■ **Supplied records**

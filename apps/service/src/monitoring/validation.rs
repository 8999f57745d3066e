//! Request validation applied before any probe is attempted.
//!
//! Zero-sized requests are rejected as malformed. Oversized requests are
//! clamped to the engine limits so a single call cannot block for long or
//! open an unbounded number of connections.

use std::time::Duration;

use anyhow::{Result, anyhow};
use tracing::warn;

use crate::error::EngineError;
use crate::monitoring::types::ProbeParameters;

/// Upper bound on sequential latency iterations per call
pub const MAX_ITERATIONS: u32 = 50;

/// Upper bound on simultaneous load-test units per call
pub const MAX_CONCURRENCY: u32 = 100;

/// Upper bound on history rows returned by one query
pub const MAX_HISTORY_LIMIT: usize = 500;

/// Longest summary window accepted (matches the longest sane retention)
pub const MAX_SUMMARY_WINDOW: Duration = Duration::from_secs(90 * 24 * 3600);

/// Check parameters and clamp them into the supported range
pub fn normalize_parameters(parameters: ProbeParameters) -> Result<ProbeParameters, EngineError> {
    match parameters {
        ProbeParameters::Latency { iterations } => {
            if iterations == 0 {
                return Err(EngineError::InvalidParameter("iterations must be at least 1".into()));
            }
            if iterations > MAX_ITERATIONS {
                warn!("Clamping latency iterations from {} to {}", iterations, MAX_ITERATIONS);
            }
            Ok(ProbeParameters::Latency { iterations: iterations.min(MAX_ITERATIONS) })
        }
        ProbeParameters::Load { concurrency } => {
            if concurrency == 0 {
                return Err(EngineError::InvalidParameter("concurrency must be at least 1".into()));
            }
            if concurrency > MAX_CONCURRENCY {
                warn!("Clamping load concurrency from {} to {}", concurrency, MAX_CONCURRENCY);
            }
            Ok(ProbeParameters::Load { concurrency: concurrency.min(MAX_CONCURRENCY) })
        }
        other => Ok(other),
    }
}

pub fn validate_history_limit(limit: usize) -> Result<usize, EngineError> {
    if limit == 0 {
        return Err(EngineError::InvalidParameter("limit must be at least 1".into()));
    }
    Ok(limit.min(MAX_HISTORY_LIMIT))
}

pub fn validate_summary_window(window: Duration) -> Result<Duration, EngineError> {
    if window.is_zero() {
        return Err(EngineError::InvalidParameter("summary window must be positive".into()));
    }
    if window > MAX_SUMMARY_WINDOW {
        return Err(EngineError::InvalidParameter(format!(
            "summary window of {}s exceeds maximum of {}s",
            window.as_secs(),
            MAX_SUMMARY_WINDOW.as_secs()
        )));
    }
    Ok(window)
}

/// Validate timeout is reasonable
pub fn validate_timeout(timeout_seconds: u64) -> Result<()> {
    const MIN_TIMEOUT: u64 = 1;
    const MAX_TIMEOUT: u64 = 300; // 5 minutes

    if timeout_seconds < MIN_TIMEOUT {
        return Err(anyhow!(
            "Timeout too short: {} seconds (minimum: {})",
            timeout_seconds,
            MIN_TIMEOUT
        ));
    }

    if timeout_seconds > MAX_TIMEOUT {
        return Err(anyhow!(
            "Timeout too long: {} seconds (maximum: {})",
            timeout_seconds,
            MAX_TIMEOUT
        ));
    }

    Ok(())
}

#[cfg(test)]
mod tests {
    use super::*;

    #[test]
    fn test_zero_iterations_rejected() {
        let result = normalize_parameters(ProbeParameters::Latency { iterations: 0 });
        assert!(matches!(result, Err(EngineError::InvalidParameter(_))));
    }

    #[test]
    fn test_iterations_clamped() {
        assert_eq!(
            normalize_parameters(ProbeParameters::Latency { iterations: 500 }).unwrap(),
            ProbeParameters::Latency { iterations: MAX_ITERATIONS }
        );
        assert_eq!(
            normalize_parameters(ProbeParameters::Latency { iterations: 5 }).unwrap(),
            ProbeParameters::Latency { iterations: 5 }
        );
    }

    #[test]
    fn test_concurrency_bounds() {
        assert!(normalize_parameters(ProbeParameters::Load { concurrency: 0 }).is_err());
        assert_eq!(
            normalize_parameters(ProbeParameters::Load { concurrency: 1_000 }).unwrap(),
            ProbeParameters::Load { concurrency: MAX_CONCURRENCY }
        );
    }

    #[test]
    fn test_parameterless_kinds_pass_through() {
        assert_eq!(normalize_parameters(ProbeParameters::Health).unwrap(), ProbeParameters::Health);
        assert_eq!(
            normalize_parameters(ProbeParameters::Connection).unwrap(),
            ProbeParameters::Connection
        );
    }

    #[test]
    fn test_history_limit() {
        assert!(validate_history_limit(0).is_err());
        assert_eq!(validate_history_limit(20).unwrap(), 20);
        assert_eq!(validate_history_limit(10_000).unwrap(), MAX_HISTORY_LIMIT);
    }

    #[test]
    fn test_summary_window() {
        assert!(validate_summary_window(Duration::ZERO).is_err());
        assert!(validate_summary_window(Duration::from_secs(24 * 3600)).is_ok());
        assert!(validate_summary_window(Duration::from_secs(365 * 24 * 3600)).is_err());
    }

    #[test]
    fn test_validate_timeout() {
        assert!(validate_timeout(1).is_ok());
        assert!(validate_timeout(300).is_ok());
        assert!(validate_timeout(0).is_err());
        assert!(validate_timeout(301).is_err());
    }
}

---

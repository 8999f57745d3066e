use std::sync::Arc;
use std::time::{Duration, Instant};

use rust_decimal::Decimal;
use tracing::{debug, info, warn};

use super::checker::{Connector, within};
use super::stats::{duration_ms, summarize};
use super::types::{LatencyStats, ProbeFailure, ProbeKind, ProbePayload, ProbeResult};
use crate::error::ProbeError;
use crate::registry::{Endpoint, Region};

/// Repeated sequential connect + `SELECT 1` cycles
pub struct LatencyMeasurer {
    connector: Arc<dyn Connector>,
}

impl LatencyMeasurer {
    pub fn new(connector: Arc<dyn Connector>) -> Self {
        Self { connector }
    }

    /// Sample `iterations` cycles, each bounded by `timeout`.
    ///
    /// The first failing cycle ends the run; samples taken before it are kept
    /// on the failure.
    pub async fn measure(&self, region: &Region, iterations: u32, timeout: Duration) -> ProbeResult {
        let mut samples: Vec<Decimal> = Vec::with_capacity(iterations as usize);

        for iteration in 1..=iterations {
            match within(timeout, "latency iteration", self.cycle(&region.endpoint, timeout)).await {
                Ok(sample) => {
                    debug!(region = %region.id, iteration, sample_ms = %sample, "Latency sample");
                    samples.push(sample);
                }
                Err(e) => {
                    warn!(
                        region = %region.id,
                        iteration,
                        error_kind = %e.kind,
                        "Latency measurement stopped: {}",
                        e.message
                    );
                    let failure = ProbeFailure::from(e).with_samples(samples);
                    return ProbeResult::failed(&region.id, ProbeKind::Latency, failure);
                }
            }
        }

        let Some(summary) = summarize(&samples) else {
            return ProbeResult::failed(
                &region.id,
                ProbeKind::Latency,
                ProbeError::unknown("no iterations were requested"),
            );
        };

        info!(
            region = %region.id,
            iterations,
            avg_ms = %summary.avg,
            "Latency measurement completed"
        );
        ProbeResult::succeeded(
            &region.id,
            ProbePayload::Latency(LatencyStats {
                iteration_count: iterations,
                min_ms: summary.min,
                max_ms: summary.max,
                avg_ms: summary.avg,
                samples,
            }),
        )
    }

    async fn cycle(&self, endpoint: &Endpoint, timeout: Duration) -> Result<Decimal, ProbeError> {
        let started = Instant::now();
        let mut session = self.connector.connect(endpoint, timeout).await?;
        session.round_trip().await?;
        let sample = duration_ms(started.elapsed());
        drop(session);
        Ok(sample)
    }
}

---

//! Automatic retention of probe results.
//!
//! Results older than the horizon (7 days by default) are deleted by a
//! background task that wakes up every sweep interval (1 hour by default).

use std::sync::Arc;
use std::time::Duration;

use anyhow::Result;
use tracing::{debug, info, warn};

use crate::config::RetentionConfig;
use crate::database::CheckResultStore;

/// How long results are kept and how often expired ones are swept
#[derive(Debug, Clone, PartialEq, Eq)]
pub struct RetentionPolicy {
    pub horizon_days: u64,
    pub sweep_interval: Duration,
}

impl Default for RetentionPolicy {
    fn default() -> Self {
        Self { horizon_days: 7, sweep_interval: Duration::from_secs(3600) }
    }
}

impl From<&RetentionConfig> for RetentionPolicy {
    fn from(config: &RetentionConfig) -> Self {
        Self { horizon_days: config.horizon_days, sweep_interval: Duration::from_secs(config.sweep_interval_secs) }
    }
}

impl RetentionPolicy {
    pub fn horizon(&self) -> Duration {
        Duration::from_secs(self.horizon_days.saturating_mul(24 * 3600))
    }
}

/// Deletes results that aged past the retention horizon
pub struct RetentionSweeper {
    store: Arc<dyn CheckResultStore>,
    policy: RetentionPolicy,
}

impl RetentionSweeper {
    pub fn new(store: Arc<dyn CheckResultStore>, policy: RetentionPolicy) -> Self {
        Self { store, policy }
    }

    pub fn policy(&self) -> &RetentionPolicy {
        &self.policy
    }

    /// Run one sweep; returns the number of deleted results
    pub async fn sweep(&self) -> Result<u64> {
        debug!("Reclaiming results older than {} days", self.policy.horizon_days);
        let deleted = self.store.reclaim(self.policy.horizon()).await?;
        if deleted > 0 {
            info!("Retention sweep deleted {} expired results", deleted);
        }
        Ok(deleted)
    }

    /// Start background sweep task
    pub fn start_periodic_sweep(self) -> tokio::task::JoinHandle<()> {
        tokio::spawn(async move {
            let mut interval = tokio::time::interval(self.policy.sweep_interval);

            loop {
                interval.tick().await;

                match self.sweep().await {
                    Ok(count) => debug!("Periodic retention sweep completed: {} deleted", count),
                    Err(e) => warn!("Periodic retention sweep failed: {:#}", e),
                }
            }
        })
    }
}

■ **Task**
Write out exactly the lines above between the line with "let mut samples: Vec<Decimal>" and the line with "debug!(region = %region.id, iteration, sample_ms", inclusive, and nothing beyond them.

■ **Exercise answer**
        let mut samples: Vec<Decimal> = Vec::with_capacity(iterations as usize);

        for iteration in 1..=iterations {
            match within(timeout, "latency iteration", self.cycle(&region.endpoint, timeout)).await {
                Ok(sample) => {
                    debug!(region = %region.id, iteration, sample_ms = %sample, "Latency sample");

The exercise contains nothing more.